What the task asks:
When the line containing "TokenVerifier::new(testutil::test_resolver())" is found in the data below, copy it and each line after it through the line containing "fn from(value: &str)", exactly and with no others.

START Data for review

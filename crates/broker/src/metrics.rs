//! Broker counters
//!
//! - `broker_cache_lookups_total` (counter): label `result` = `hit` | `refresh` | `login_required`
//! - `broker_refresh_total` (counter): label `result` = `success` | `invalid_grant` | `consent_required` | `error`
//! - `broker_obo_exchanges_total` (counter): label `result` = `success` | `consent_required` | `error`
//! - `broker_store_writes_total` (counter)
//!
//! Without an installed recorder these are no-ops.

pub fn record_cache_lookup(result: &'static str) {
    metrics::counter!("broker_cache_lookups_total", "result" => result).increment(1);
}

pub fn record_refresh(result: &'static str) {
    metrics::counter!("broker_refresh_total", "result" => result).increment(1);
}

pub fn record_obo(result: &'static str) {
    metrics::counter!("broker_obo_exchanges_total", "result" => result).increment(1);
}

pub fn record_store_write() {
    metrics::counter!("broker_store_writes_total").increment(1);
}
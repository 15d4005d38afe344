//! Provider double and fixtures shared by this crate's tests.

use std::collections::{HashMap, VecDeque};
use std::sync::Arc;
use std::time::Duration;

use axum::Router;
use axum::extract::{Form, State};
use axum::http::StatusCode;
use axum::routing::post;
use common::{Secret, now_secs};
use idp::testutil::{self, TEST_API_AUDIENCE, TEST_CLIENT_ID, TEST_ISSUER, TEST_TENANT};
use idp::{ClientApp, ProviderEndpoints, TokenVerifier};
use serde_json::{Value, json};
use tokio::net::TcpListener;
use tokio::sync::Mutex;

#[derive(Default)]
struct Script {
    responses: VecDeque<(StatusCode, Value, Duration)>,
    forms: Vec<HashMap<String, String>>,
}

/// Token endpoint double. Answers requests with queued responses in order
/// and records every form it receives; an empty queue answers 500. A
/// response queued with `respond_after` is held back for its delay.
#[derive(Clone)]
pub struct MockProvider {
    pub base_url: String,
    script: Arc<Mutex<Script>>,
}

impl MockProvider {
    pub async fn start() -> Self {
        let script = Arc::new(Mutex::new(Script::default()));
        let app = Router::new()
            .route(
                &format!("/{TEST_TENANT}/oauth2/v2.0/token"),
                post(token_endpoint),
            )
            .with_state(script.clone());
        let listener = TcpListener::bind("127.0.0.1:0").await.unwrap();
        let addr = listener.local_addr().unwrap();
        tokio::spawn(async move {
            axum::serve(listener, app).await.unwrap();
        });
        Self {
            base_url: format!("http://{addr}"),
            script,
        }
    }

    pub async fn respond(&self, status: StatusCode, body: Value) {
        self.respond_after(status, body, Duration::ZERO).await;
    }

    pub async fn respond_after(&self, status: StatusCode, body: Value, delay: Duration) {
        self.script
            .lock()
            .await
            .responses
            .push_back((status, body, delay));
    }

    pub async fn forms(&self) -> Vec<HashMap<String, String>> {
        self.script.lock().await.forms.clone()
    }
}

async fn token_endpoint(
    State(script): State<Arc<Mutex<Script>>>,
    Form(form): Form<HashMap<String, String>>,
) -> (StatusCode, axum::Json<Value>) {
    let (status, body, delay) = {
        let mut script = script.lock().await;
        script.forms.push(form);
        script.responses.pop_front().unwrap_or((
            StatusCode::INTERNAL_SERVER_ERROR,
            json!({"error": "unexpected_request"}),
            Duration::ZERO,
        ))
    };
    if !delay.is_zero() {
        tokio::time::sleep(delay).await;
    }
    (status, axum::Json(body))
}

/// Client registration pointed at `base_url`, issuing tokens as the test tenant.
pub fn test_app(base_url: &str) -> ClientApp {
    let mut endpoints = ProviderEndpoints::for_tenant(base_url, TEST_TENANT);
    endpoints.issuer = TEST_ISSUER.to_string();
    ClientApp {
        client_id: TEST_CLIENT_ID.to_string(),
        client_secret: Secret::from("test-secret"),
        redirect_uri: "http://localhost:8000/auth/callback".to_string(),
        api_audience: TEST_API_AUDIENCE.to_string(),
        endpoints,
    }
}

pub fn test_verifier() -> TokenVerifier {
    TokenVerifier::new(testutil::test_resolver())
}

/// Successful code/refresh response for user `oid` in the test tenant.
pub fn token_body(oid: &str, access_token: &str, refresh_token: Option<&str>, scope: &str) -> Value {
    let mut body = json!({
        "token_type": "Bearer",
        "access_token": access_token,
        "id_token": testutil::id_token(oid, TEST_TENANT, now_secs() + 3600),
        "expires_in": 3600,
        "ext_expires_in": 3600,
        "scope": scope,
    });
    if let Some(rt) = refresh_token {
        body["refresh_token"] = json!(rt);
    }
    body
}
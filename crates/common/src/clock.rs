//! Wall-clock helpers

use std::time::{SystemTime, UNIX_EPOCH};

/// Current unix time in whole seconds.
///
/// Token expiry (`exp` claims, cached `expires_on`) is expressed in epoch
/// seconds everywhere in the workspace.
pub fn now_secs() -> u64 {
    SystemTime::now()
        .duration_since(UNIX_EPOCH)
        .unwrap_or_default()
        .as_secs()
}
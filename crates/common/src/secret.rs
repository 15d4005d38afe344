//! Secret wrapper for client secrets and bearer tokens

use std::fmt;
use zeroize::Zeroize;

/// Sensitive value: redacted in Debug/Display, zeroized on drop.
///
/// Client secrets, refresh tokens and user assertions travel through the
/// broker wrapped in this type so they never reach a log line by accident.
pub struct Secret<T: Zeroize>(T);

impl<T: Zeroize> Secret<T> {
    pub fn new(value: T) -> Self {
        Self(value)
    }

    /// Expose the inner value (use sparingly)
    pub fn expose(&self) -> &T {
        &self.0
    }
}

impl From<String> for Secret<String> {
    fn from(value: String) -> Self {
        Self::new(value)
    }
}

impl From<&str> for Secret<String> {
    fn from(value: &str) -> Self {
        Self::new(value.to_owned())
    }
}

impl<T: Zeroize> fmt::Debug for Secret<T> {
    fn fmt(&self, f: &mut fmt::Formatter<'_>) -> fmt::Result {
        write!(f, "[REDACTED]")
    }
}

impl<T: Zeroize> fmt::Display for Secret<T> {
    fn fmt(&self, f: &mut fmt::Formatter<'_>) -> fmt::Result {
        write!(f, "[REDACTED]")
    }
}

impl<T: Zeroize> Drop for Secret<T> {
    fn drop(&mut self) {
        self.0.zeroize();
    }
}

impl<T: Zeroize + Clone> Clone for Secret<T> {
    fn clone(&self) -> Self {
        Self(self.0.clone())
    }
}

impl<T: Zeroize + PartialEq> PartialEq for Secret<T> {
    fn eq(&self, other: &Self) -> bool {
        self.0 == other.0
    }
}
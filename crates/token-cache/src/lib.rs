//! Per-user token cache and its durable persistence
//!
//! Holds every token the provider issued to one user (accounts, access
//! tokens, ID tokens, refresh tokens) in an MSAL-shaped document, decides
//! whether a cached pair can serve a request, and moves the document to and
//! from a keyed blob store.
//!
//! Request lifecycle:
//! 1. `CredentialStoreAdapter::load()` reads the user's blob (tolerating
//!    read-after-write lag on not-found)
//! 2. `matcher::plan()` picks a cached pair, refresh candidates or login
//! 3. The caller records new tokens with `TokenCache::add_tokens()`
//! 4. `CredentialStoreAdapter::save()` writes back only if something changed

pub mod cache;
pub mod error;
pub mod file_store;
pub mod matcher;
pub mod store;

pub use cache::{
    AccessToken, Account, CacheRecord, IdToken, NewTokens, RefreshToken, TokenCache, UserTokens,
};
pub use error::{Error, Result, StoreError};
pub use file_store::FileStore;
pub use matcher::{
    CacheLookup, CachedPair, IDENTITY_SCOPES, IdTokenValidator, RefreshPlan, find_cached_tokens,
    plan, resource_scopes,
};
pub use store::{BlobStore, CredentialStoreAdapter, LoadedCache, MemoryStore, RetryPolicy, StoredBlob};
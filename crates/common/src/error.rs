//! Configuration error types

use thiserror::Error;

/// Errors raised while loading or validating configuration.
#[derive(Error, Debug)]
pub enum Error {
    #[error("Configuration error: {0}")]
    Config(String),

    #[error("I/O error: {0}")]
    Io(#[from] std::io::Error),

    #[error("TOML parse error: {0}")]
    Toml(#[from] toml::de::Error),
}

/// Result alias using common Error
pub type Result<T> = std::result::Result<T, Error>;
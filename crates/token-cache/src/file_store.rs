//! File-backed blob store
//!
//! One file per user key under a directory: `{dir}/{user_key}.json`, holding
//! the cache document and its version. The document is embedded verbatim so
//! section order (and with it match order) survives a round trip. Writes use atomic temp-file + rename
//! so a crash never leaves a half-written cache, and files are 0600 since
//! they hold refresh tokens. A tokio Mutex serializes the version check and
//! the write within this process.

use std::future::Future;
use std::path::{Path, PathBuf};
use std::pin::Pin;

use serde::{Deserialize, Serialize};
use serde_json::value::RawValue;
use tokio::sync::Mutex;
use tracing::{debug, info};

use crate::error::StoreError;
use crate::store::{BlobStore, StoredBlob};

type StoreResult<T> = std::result::Result<T, StoreError>;

#[derive(Serialize, Deserialize)]
struct Envelope {
    version: u64,
    cache: Box<RawValue>,
}

pub struct FileStore {
    dir: PathBuf,
    write_lock: Mutex<()>,
}

impl FileStore {
    /// Store rooted at `dir`, created (0700 on unix) if missing.
    pub async fn open(dir: PathBuf) -> StoreResult<Self> {
        if !dir.exists() {
            tokio::fs::create_dir_all(&dir)
                .await
                .map_err(|e| StoreError::Backend(format!("creating store directory: {e}")))?;
            #[cfg(unix)]
            {
                use std::os::unix::fs::PermissionsExt;
                tokio::fs::set_permissions(&dir, std::fs::Permissions::from_mode(0o700))
                    .await
                    .map_err(|e| {
                        StoreError::Backend(format!("setting store directory permissions: {e}"))
                    })?;
            }
            info!(dir = %dir.display(), "created token cache directory");
        }
        Ok(Self {
            dir,
            write_lock: Mutex::new(()),
        })
    }

    pub fn dir(&self) -> &Path {
        &self.dir
    }

    /// Path for `key`. Keys are `{oid}.{tid}`; anything that could escape the
    /// directory is rejected.
    fn path_for(&self, key: &str) -> StoreResult<PathBuf> {
        let valid = !key.is_empty()
            && !key.starts_with('.')
            && key
                .chars()
                .all(|c| c.is_ascii_alphanumeric() || matches!(c, '.' | '-' | '_'));
        if !valid {
            return Err(StoreError::Backend(format!("invalid user key {key:?}")));
        }
        Ok(self.dir.join(format!("{key}.json")))
    }

    async fn read_envelope(path: &Path, key: &str) -> StoreResult<Envelope> {
        let contents = match tokio::fs::read(path).await {
            Ok(contents) => contents,
            Err(e) if e.kind() == std::io::ErrorKind::NotFound => {
                return Err(StoreError::NotFound(key.to_string()));
            }
            Err(e) => return Err(StoreError::Backend(format!("reading cache file: {e}"))),
        };
        serde_json::from_slice(&contents)
            .map_err(|e| StoreError::Backend(format!("parsing cache file: {e}")))
    }
}

impl BlobStore for FileStore {
    fn get<'a>(
        &'a self,
        key: &'a str,
    ) -> Pin<Box<dyn Future<Output = StoreResult<StoredBlob>> + Send + 'a>> {
        Box::pin(async move {
            let path = self.path_for(key)?;
            let envelope = Self::read_envelope(&path, key).await?;
            Ok(StoredBlob {
                data: envelope.cache.get().as_bytes().to_vec(),
                version: envelope.version,
            })
        })
    }

    fn put<'a>(
        &'a self,
        key: &'a str,
        data: Vec<u8>,
        expected_version: Option<u64>,
    ) -> Pin<Box<dyn Future<Output = StoreResult<u64>> + Send + 'a>> {
        Box::pin(async move {
            let path = self.path_for(key)?;
            let cache: Box<RawValue> = serde_json::from_slice(&data)
                .map_err(|e| StoreError::Backend(format!("cache blob is not JSON: {e}")))?;

            let _guard = self.write_lock.lock().await;
            let current = match Self::read_envelope(&path, key).await {
                Ok(envelope) => Some(envelope.version),
                Err(StoreError::NotFound(_)) => None,
                Err(e) => return Err(e),
            };
            if current != expected_version {
                debug!(key, ?current, ?expected_version, "rejecting stale cache write");
                return Err(StoreError::Conflict(key.to_string()));
            }

            let version = current.map_or(1, |v| v + 1);
            write_atomic(&path, &Envelope { version, cache }).await?;
            Ok(version)
        })
    }
}

/// Write `envelope` to `path` atomically.
///
/// Writes a temp file in the same directory, then renames it over the
/// target. Permissions are 0600 (owner read/write only).
async fn write_atomic(path: &Path, envelope: &Envelope) -> StoreResult<()> {
    let json = serde_json::to_vec_pretty(envelope)
        .map_err(|e| StoreError::Backend(format!("serializing cache file: {e}")))?;

    let dir = path
        .parent()
        .ok_or_else(|| StoreError::Backend("cache path has no parent directory".into()))?;
    let file_name = path
        .file_name()
        .and_then(|n| n.to_str())
        .ok_or_else(|| StoreError::Backend("cache path has no file name".into()))?;
    let tmp_path = dir.join(format!(".{file_name}.tmp.{}", std::process::id()));

    tokio::fs::write(&tmp_path, &json)
        .await
        .map_err(|e| StoreError::Backend(format!("writing temp cache file: {e}")))?;

    #[cfg(unix)]
    {
        use std::os::unix::fs::PermissionsExt;
        let perms = std::fs::Permissions::from_mode(0o600);
        tokio::fs::set_permissions(&tmp_path, perms)
            .await
            .map_err(|e| StoreError::Backend(format!("setting cache file permissions: {e}")))?;
    }

    tokio::fs::rename(&tmp_path, path)
        .await
        .map_err(|e| StoreError::Backend(format!("renaming temp cache file: {e}")))?;

    debug!(path = %path.display(), version = envelope.version, "persisted cache file");
    Ok(())
}

#[cfg(test)]
mod tests {
    use super::*;
    use crate::cache::{AccessToken, NewTokens, TokenCache};
    use crate::store::{CredentialStoreAdapter, LoadedCache, RetryPolicy};
    use std::sync::Arc;
    use std::time::Duration;

    fn cache_bytes() -> Vec<u8> {
        let mut cache = TokenCache::new();
        cache.add_tokens(NewTokens {
            oid: "u1".into(),
            tid: "t".into(),
            environment: "login.microsoftonline.com".into(),
            client_id: "client".into(),
            username: "u1@example.com".into(),
            access_token: "at".into(),
            scopes: vec!["api://x/read".into()],
            expires_on: 10_000,
            extended_expires_on: None,
            id_token: None,
            refresh_token: Some("rt".into()),
            cached_at: 1_000,
        });
        cache.to_vec().unwrap()
    }

    #[tokio::test]
    async fn roundtrip_put_get() {
        let dir = tempfile::tempdir().unwrap();
        let store = FileStore::open(dir.path().join("caches")).await.unwrap();

        let version = store.put("u1.t", cache_bytes(), None).await.unwrap();
        assert_eq!(version, 1);

        let blob = store.get("u1.t").await.unwrap();
        assert_eq!(blob.version, 1);
        let cache = TokenCache::from_slice(&blob.data).unwrap();
        assert_eq!(cache.find(|_: &AccessToken| true)[0].secret, "at");
    }

    #[tokio::test]
    async fn missing_file_is_not_found() {
        let dir = tempfile::tempdir().unwrap();
        let store = FileStore::open(dir.path().to_path_buf()).await.unwrap();
        let err = store.get("nobody.t").await.unwrap_err();
        assert_eq!(err, StoreError::NotFound("nobody.t".into()));
    }

    #[tokio::test]
    async fn stale_version_is_rejected() {
        let dir = tempfile::tempdir().unwrap();
        let store = FileStore::open(dir.path().to_path_buf()).await.unwrap();

        store.put("u1.t", cache_bytes(), None).await.unwrap();
        assert_eq!(store.put("u1.t", cache_bytes(), Some(1)).await.unwrap(), 2);

        let err = store.put("u1.t", cache_bytes(), Some(1)).await.unwrap_err();
        assert_eq!(err, StoreError::Conflict("u1.t".into()));
        let err = store.put("u1.t", cache_bytes(), None).await.unwrap_err();
        assert_eq!(err, StoreError::Conflict("u1.t".into()));
    }

    #[tokio::test]
    async fn path_traversal_keys_are_rejected() {
        let dir = tempfile::tempdir().unwrap();
        let store = FileStore::open(dir.path().to_path_buf()).await.unwrap();
        for key in ["../escape", "a/b", "", ".hidden"] {
            let err = store.put(key, cache_bytes(), None).await.unwrap_err();
            assert!(matches!(err, StoreError::Backend(_)), "{key:?} got: {err:?}");
        }
    }

    #[cfg(unix)]
    #[tokio::test]
    async fn file_permissions_are_0600() {
        use std::os::unix::fs::PermissionsExt;

        let dir = tempfile::tempdir().unwrap();
        let store = FileStore::open(dir.path().to_path_buf()).await.unwrap();
        store.put("u1.t", cache_bytes(), None).await.unwrap();

        let metadata = tokio::fs::metadata(dir.path().join("u1.t.json")).await.unwrap();
        let mode = metadata.permissions().mode() & 0o777;
        assert_eq!(mode, 0o600, "cache file must be 0600, got {mode:o}");
    }

    #[tokio::test]
    async fn reload_keeps_access_token_order() {
        let dir = tempfile::tempdir().unwrap();
        let store = Arc::new(FileStore::open(dir.path().to_path_buf()).await.unwrap());
        let adapter = CredentialStoreAdapter::new(store);

        let mut loaded = LoadedCache::empty();
        for scope in ["zzz", "aaa"] {
            loaded.cache.add_tokens(NewTokens {
                oid: "u1".into(),
                tid: "t".into(),
                environment: "login.microsoftonline.com".into(),
                client_id: "client".into(),
                username: "u1@example.com".into(),
                access_token: format!("at-{scope}"),
                scopes: vec![scope.into()],
                expires_on: 10_000,
                extended_expires_on: None,
                id_token: None,
                refresh_token: None,
                cached_at: 1_000,
            });
        }
        adapter.save("u1.t", &mut loaded).await.unwrap();

        let reloaded = adapter.load("u1.t").await.unwrap().unwrap();
        let order: Vec<&str> = reloaded
            .cache
            .find(|_: &AccessToken| true)
            .into_iter()
            .map(|t| t.secret.as_str())
            .collect();
        assert_eq!(order, vec!["at-zzz", "at-aaa"]);
    }

    #[tokio::test]
    async fn adapter_round_trip_through_files() {
        let dir = tempfile::tempdir().unwrap();
        let store = Arc::new(FileStore::open(dir.path().to_path_buf()).await.unwrap());
        let adapter = CredentialStoreAdapter::with_retry(
            store,
            RetryPolicy {
                attempts: 1,
                backoff: Duration::ZERO,
            },
        );

        assert!(adapter.load("u1.t").await.unwrap().is_none());

        let mut loaded = LoadedCache::empty();
        loaded.cache = TokenCache::from_slice(&cache_bytes()).unwrap();
        loaded.cache.mark_dirty();
        assert!(adapter.save("u1.t", &mut loaded).await.unwrap());

        let reloaded = adapter.load("u1.t").await.unwrap().unwrap();
        assert_eq!(
            reloaded.cache.find(|_: &AccessToken| true),
            loaded.cache.find(|_: &AccessToken| true)
        );
    }
}
//! HTTP handlers
//!
//! Token routes authenticate the caller from the `x-access-token` and
//! `x-id-token` headers and answer with a `TokenOutcome` document. The
//! status code mirrors the outcome so plain HTTP clients can branch on it.

use std::sync::Arc;
use std::sync::atomic::{AtomicU64, Ordering};
use std::time::Instant;

use axum::Json;
use axum::extract::{Query, State};
use axum::http::{HeaderMap, StatusCode, header};
use axum::response::{IntoResponse, Redirect, Response};
use broker::{BrokerError, InboundTokens, TokenBroker, TokenOutcome};
use idp::Prompt;
use metrics_exporter_prometheus::PrometheusHandle;
use serde::Deserialize;
use serde_json::json;
use tracing::{Instrument, error, info, info_span, warn};

use crate::metrics;

pub const ACCESS_TOKEN_HEADER: &str = "x-access-token";
pub const ID_TOKEN_HEADER: &str = "x-id-token";

/// Shared application state accessible from all handlers
#[derive(Clone)]
pub struct AppState {
    pub broker: Arc<TokenBroker>,
    pub prometheus: PrometheusHandle,
    pub started_at: Instant,
    pub requests_total: Arc<AtomicU64>,
}

impl AppState {
    pub fn new(broker: Arc<TokenBroker>, prometheus: PrometheusHandle) -> Self {
        Self {
            broker,
            prometheus,
            started_at: Instant::now(),
            requests_total: Arc::new(AtomicU64::new(0)),
        }
    }
}

#[derive(Debug, Deserialize)]
pub struct LoginParams {
    /// Space-separated scopes; defaults to the configured login scopes
    pub scopes: Option<String>,
    pub prompt: Option<String>,
}

#[derive(Debug, Deserialize)]
pub struct CallbackParams {
    pub code: Option<String>,
    pub state: Option<String>,
    pub error: Option<String>,
    pub error_description: Option<String>,
}

#[derive(Debug, Default, Deserialize)]
pub struct ScopeRequest {
    #[serde(default)]
    pub scopes: Vec<String>,
}

/// Health endpoint: status, uptime, requests served, logins in flight.
pub async fn health_handler(State(state): State<AppState>) -> impl IntoResponse {
    let body = json!({
        "status": "healthy",
        "uptime_seconds": state.started_at.elapsed().as_secs(),
        "requests_served": state.requests_total.load(Ordering::Relaxed),
        "pending_logins": state.broker.login_flows().len().await,
    });
    (
        StatusCode::OK,
        [(header::CONTENT_TYPE, "application/json")],
        body.to_string(),
    )
}

/// Prometheus metrics endpoint, text exposition format.
pub async fn metrics_handler(State(state): State<AppState>) -> impl IntoResponse {
    (
        StatusCode::OK,
        [(header::CONTENT_TYPE, "text/plain; version=0.0.4; charset=utf-8")],
        state.prometheus.render(),
    )
}

/// Start an interactive login by redirecting to the provider.
pub async fn login_handler(
    State(state): State<AppState>,
    Query(params): Query<LoginParams>,
) -> Response {
    let started = begin(&state);
    let scopes = params.scopes.as_deref().map(split_scopes);
    let prompt = parse_prompt(params.prompt.as_deref());

    let response = match state.broker.begin_login(scopes.as_deref(), prompt).await {
        Ok(request) => Redirect::to(&request.url).into_response(),
        Err(e) => error_response(e),
    };
    finish("/auth/login", started, response)
}

/// Login redirect target: redeem the authorization code.
pub async fn callback_handler(
    State(state): State<AppState>,
    Query(params): Query<CallbackParams>,
) -> Response {
    let started = begin(&state);
    let response = match params {
        CallbackParams {
            error: Some(error),
            error_description,
            ..
        } => {
            warn!(error = %error, ?error_description, "provider returned an error to the callback");
            (
                StatusCode::BAD_REQUEST,
                Json(json!({
                    "outcome": "login_failed",
                    "error": error,
                    "error_description": error_description,
                })),
            )
                .into_response()
        }
        CallbackParams {
            code: Some(code),
            state: Some(login_state),
            ..
        } => match state.broker.complete_login(&code, &login_state).await {
            Ok(result) => (StatusCode::OK, Json(result)).into_response(),
            Err(e) => error_response(e),
        },
        _ => (
            StatusCode::BAD_REQUEST,
            Json(json!({"outcome": "login_failed", "error": "missing code or state"})),
        )
            .into_response(),
    };
    finish("/auth/callback", started, response)
}

/// Cached or refreshed tokens for the calling user.
pub async fn token_handler(
    State(state): State<AppState>,
    headers: HeaderMap,
    Json(body): Json<ScopeRequest>,
) -> Response {
    let started = begin(&state);
    let request_id = request_id();
    let span = info_span!("token_request", %request_id);

    let response = async {
        let user = match state.broker.authenticate(&inbound_tokens(&headers)).await {
            Ok(user) => user,
            Err(e) => return error_response(e),
        };
        match state.broker.fresh_tokens(&user.user_key, &body.scopes).await {
            Ok(pair) => {
                info!(user_key = %user.user_key, "tokens issued");
                outcome_response(TokenOutcome::TokenReady(pair))
            }
            Err(e) => error_response(e),
        }
    }
    .instrument(span)
    .await;
    finish("/auth/token", started, response)
}

/// On-behalf-of token for a downstream resource.
pub async fn obo_handler(
    State(state): State<AppState>,
    headers: HeaderMap,
    Json(body): Json<ScopeRequest>,
) -> Response {
    let started = begin(&state);
    let request_id = request_id();
    let span = info_span!("obo_request", %request_id);

    let response = async {
        if body.scopes.is_empty() {
            return (
                StatusCode::BAD_REQUEST,
                Json(json!({"outcome": "exchange_failed", "reason": "no scopes requested"})),
            )
                .into_response();
        }
        let user = match state.broker.authenticate(&inbound_tokens(&headers)).await {
            Ok(user) => user,
            Err(e) => return error_response(e),
        };
        match state.broker.exchange_for_downstream(&user, &body.scopes).await {
            Ok(pair) => outcome_response(TokenOutcome::TokenReady(pair)),
            Err(e) => error_response(e),
        }
    }
    .instrument(span)
    .await;
    finish("/auth/obo", started, response)
}

fn request_id() -> String {
    format!("req_{}", uuid::Uuid::new_v4().as_simple())
}

fn begin(state: &AppState) -> Instant {
    state.requests_total.fetch_add(1, Ordering::Relaxed);
    Instant::now()
}

fn finish(route: &'static str, started: Instant, response: Response) -> Response {
    metrics::record_request(route, response.status().as_u16(), started.elapsed().as_secs_f64());
    response
}

/// Header value with an optional `Bearer ` prefix removed.
fn inbound_tokens(headers: &HeaderMap) -> InboundTokens {
    let token = |name: &str| {
        headers
            .get(name)
            .and_then(|v| v.to_str().ok())
            .map(|v| v.strip_prefix("Bearer ").unwrap_or(v).trim().to_string())
            .filter(|v| !v.is_empty())
    };
    InboundTokens {
        access_token: token(ACCESS_TOKEN_HEADER),
        id_token: token(ID_TOKEN_HEADER),
    }
}

fn split_scopes(scopes: &str) -> Vec<String> {
    scopes.split_whitespace().map(String::from).collect()
}

fn parse_prompt(prompt: Option<&str>) -> Prompt {
    match prompt {
        Some("consent") => Prompt::Consent,
        Some("login") => Prompt::Login,
        _ => Prompt::SelectAccount,
    }
}

pub fn outcome_status(outcome: &TokenOutcome) -> StatusCode {
    match outcome {
        TokenOutcome::TokenReady(_) => StatusCode::OK,
        TokenOutcome::LoginRequired | TokenOutcome::VerificationFailed { .. } => {
            StatusCode::UNAUTHORIZED
        }
        TokenOutcome::ConsentRequired { .. } => StatusCode::FORBIDDEN,
        TokenOutcome::ExchangeFailed { .. } => StatusCode::BAD_GATEWAY,
    }
}

fn outcome_response(outcome: TokenOutcome) -> Response {
    (outcome_status(&outcome), Json(outcome)).into_response()
}

fn error_response(err: BrokerError) -> Response {
    match err.into_outcome() {
        Ok(outcome) => outcome_response(outcome),
        Err(e) => {
            error!(error = %e, "token store failure");
            (
                StatusCode::INTERNAL_SERVER_ERROR,
                Json(json!({"outcome": "error", "reason": "token store unavailable"})),
            )
                .into_response()
        }
    }
}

END Data for review

Output for this task:
    TokenVerifier::new(testutil::test_resolver())
}

/// Successful code/refresh response for user `oid` in the test tenant.
pub fn token_body(oid: &str, access_token: &str, refresh_token: Option<&str>, scope: &str) -> Value {
    let mut body = json!({
        "token_type": "Bearer",
        "access_token": access_token,
        "id_token": testutil::id_token(oid, TEST_TENANT, now_secs() + 3600),
        "expires_in": 3600,
        "ext_expires_in": 3600,
        "scope": scope,
    });
    if let Some(rt) = refresh_token {
        body["refresh_token"] = json!(rt);
    }
    body
}
filename crates/common/src/clock.rs
//! Wall-clock helpers

use std::time::{SystemTime, UNIX_EPOCH};

/// Current unix time in whole seconds.
///
/// Token expiry (`exp` claims, cached `expires_on`) is expressed in epoch
/// seconds everywhere in the workspace.
pub fn now_secs() -> u64 {
    SystemTime::now()
        .duration_since(UNIX_EPOCH)
        .unwrap_or_default()
        .as_secs()
}
filename crates/common/src/secret.rs
repository 15d4005d38afe344
//! Secret wrapper for client secrets and bearer tokens

use std::fmt;
use zeroize::Zeroize;

/// Sensitive value: redacted in Debug/Display, zeroized on drop.
///
/// Client secrets, refresh tokens and user assertions travel through the
/// broker wrapped in this type so they never reach a log line by accident.
pub struct Secret<T: Zeroize>(T);

impl<T: Zeroize> Secret<T> {
    pub fn new(value: T) -> Self {
        Self(value)
    }

    /// Expose the inner value (use sparingly)
    pub fn expose(&self) -> &T {
        &self.0
    }
}

impl From<String> for Secret<String> {
    fn from(value: String) -> Self {
        Self::new(value)
    }
}

impl From<&str> for Secret<String> {
    fn from(value: &str) -> Self {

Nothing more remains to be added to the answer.